Thrombotic thrombocytopenic purpura (TTP) and sporadic hemolytic-uremic syndrome (HUS) are thrombotic microangiopathies that occur in the absence of an inflammatory response. Ultrastructural features of tissues involved in TTP/sporadic HUS suggest an apoptotic process. Consistent with these findings, we observed that TTP plasmas induce apoptosis in primary human endothelial cells (EC) of dermal microvascular but not umbilical vein origin (Laurence et al, Blood 87:3245, 1996).
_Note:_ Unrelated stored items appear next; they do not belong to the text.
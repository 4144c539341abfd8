//! Balance propagation
//!
//! Derived values of every line are recomputed from scratch, months in
//! January→December order and lines in list order:
//!
//! - `previous_balance`: balance of the preceding line (the last line of the
//!   previous month for a first line, zero for January's first line); an
//!   unset balance counts as zero
//! - `total`: the month's dues plus `previous_balance` on the first line,
//!   `previous_balance` alone on additional lines
//! - `balance`: `total - payment` when a payment is recorded, else unset
//!
//! Sums that leave the `Decimal` range fail with
//! [`ReceiptError::AmountOutOfRange`] instead of overflowing.

use rust_decimal::Decimal;

use crate::error::ReceiptError;
use crate::ledger::{Balance, Ledger, MonthLedger};

/// Recalculates a whole ledger, returning a new one
///
/// Running it on its own output changes nothing.
pub fn recalculate(ledger: &Ledger) -> Result<Ledger, ReceiptError> {
    let mut next = ledger.clone();
    let mut carried = Decimal::ZERO;
    for month in next.months.iter_mut() {
        carried = recalculate_month(month, carried)?;
    }
    Ok(next)
}

/// Recalculates the lines of one month from the balance carried into it and
/// returns the balance it carries out
fn recalculate_month(month: &mut MonthLedger, opening: Decimal) -> Result<Decimal, ReceiptError> {
    let out_of_range = ReceiptError::AmountOutOfRange(month.month);
    let dues = month.dues().ok_or_else(|| out_of_range.clone())?;
    let mut carried = opening;

    for (index, line) in month.lines_mut().enumerate() {
        line.previous_balance = carried;
        line.total = if index == 0 {
            dues.checked_add(carried).ok_or_else(|| out_of_range.clone())?
        } else {
            carried
        };
        line.balance = Balance::after_payment(line.total, line.payment).ok_or_else(|| out_of_range.clone())?;
        carried = line.balance.carried();
    }

    Ok(carried)
}

#[cfg(test)]
mod tests {
    use super::*;
    use crate::ledger::PaymentLine;
    use core_kernel::RentalId;
    use rust_decimal_macros::dec;

    fn flat_ledger() -> Ledger {
        let months = std::array::from_fn(|i| {
            MonthLedger::new(i as u32 + 1, String::new(), false, false, dec!(800), dec!(50))
        });
        Ledger::new(RentalId::new(), 2024, months)
    }

    #[test]
    fn test_unpaid_year_has_no_balances() {
        let ledger = recalculate(&flat_ledger()).unwrap();
        for month in ledger.months() {
            assert_eq!(month.first_line().previous_balance, Decimal::ZERO);
            assert_eq!(month.first_line().total, dec!(850));
            assert!(month.first_line().balance.is_unset());
        }
    }

    #[test]
    fn test_underpayment_carries_into_next_month() {
        let mut ledger = flat_ledger();
        ledger.months[0].first_line.payment = Some(dec!(800));
        let ledger = recalculate(&ledger).unwrap();

        assert_eq!(ledger.months()[0].first_line().balance, Balance::Computed(dec!(50)));
        assert_eq!(ledger.months()[1].first_line().previous_balance, dec!(50));
        assert_eq!(ledger.months()[1].first_line().total, dec!(900));
    }

    #[test]
    fn test_additional_line_carries_within_month() {
        let mut ledger = flat_ledger();
        ledger.months[2].first_line.payment = Some(dec!(730));
        ledger.months[2].additional_lines.push(PaymentLine::additional(Decimal::ZERO));
        ledger.months[2].additional_lines[0].payment = Some(dec!(120));
        let ledger = recalculate(&ledger).unwrap();

        let march = &ledger.months()[2];
        assert_eq!(march.line(1).unwrap().previous_balance, dec!(120));
        assert_eq!(march.line(1).unwrap().total, dec!(120));
        assert_eq!(march.line(1).unwrap().balance, Balance::Computed(dec!(0)));
        assert_eq!(ledger.months()[3].first_line().previous_balance, dec!(0));
    }

    #[test]
    fn test_fees_are_charged_on_first_line_only() {
        let mut ledger = flat_ledger();
        ledger.months[0].miscellaneous_fees = dec!(30);
        ledger.months[0].additional_lines.push(PaymentLine::additional(Decimal::ZERO));
        let ledger = recalculate(&ledger).unwrap();

        assert_eq!(ledger.months()[0].first_line().total, dec!(880));
        assert_eq!(ledger.months()[0].line(1).unwrap().total, dec!(0));
    }

    #[test]
    fn test_recalculate_is_idempotent() {
        let mut ledger = flat_ledger();
        ledger.months[4].first_line.payment = Some(dec!(100));
        let once = recalculate(&ledger).unwrap();
        assert_eq!(recalculate(&once), Ok(once));
    }

    #[test]
    fn test_overflowing_fees_are_out_of_range() {
        let mut ledger = flat_ledger();
        ledger.months[3].miscellaneous_fees = Decimal::MAX;
        assert_eq!(recalculate(&ledger), Err(ReceiptError::AmountOutOfRange(4)));
    }

    #[test]
    fn test_overflowing_carried_balance_is_out_of_range() {
        let mut ledger = flat_ledger();
        ledger.months[0].first_line.payment = Some(Decimal::MAX);
        ledger.months[1].first_line.payment = Some(Decimal::MAX);
        assert_eq!(recalculate(&ledger), Err(ReceiptError::AmountOutOfRange(2)));
    }
}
We now document the ability of plasmas from both TTP and sporadic HUS patients, but not from a patient with childhood/diarrhea-associated HUS, to induce apoptosis and expression of the apoptosis-associated molecule Fas (CD95) in restricted lineages of microvascular EC. EC of small vessel dermal, renal, and cerebral origin were susceptible to induction of Fas and an apoptotic cell death. In contrast, microvascular EC of pulmonary and hepatic origin, as well as EC of a large vessel, coronary artery, were resistant to both processes. This dichotomy parallels the in vivo pathology of TTP/sporadic HUS, with notable sparing of the pulmonary and hepatic microvasculature. Apoptotic EC also had some features of a procoagulant phenotype, including depressed production of prostaglandin I2 (prostacyclin). These phenomena support the pathophysiologic significance of microvascular EC apoptosis in TTP, extend it to a related disorder (sporadic HUS), and suggest consideration of apoptosis inhibitors in the experimental therapeutics of these syndromes.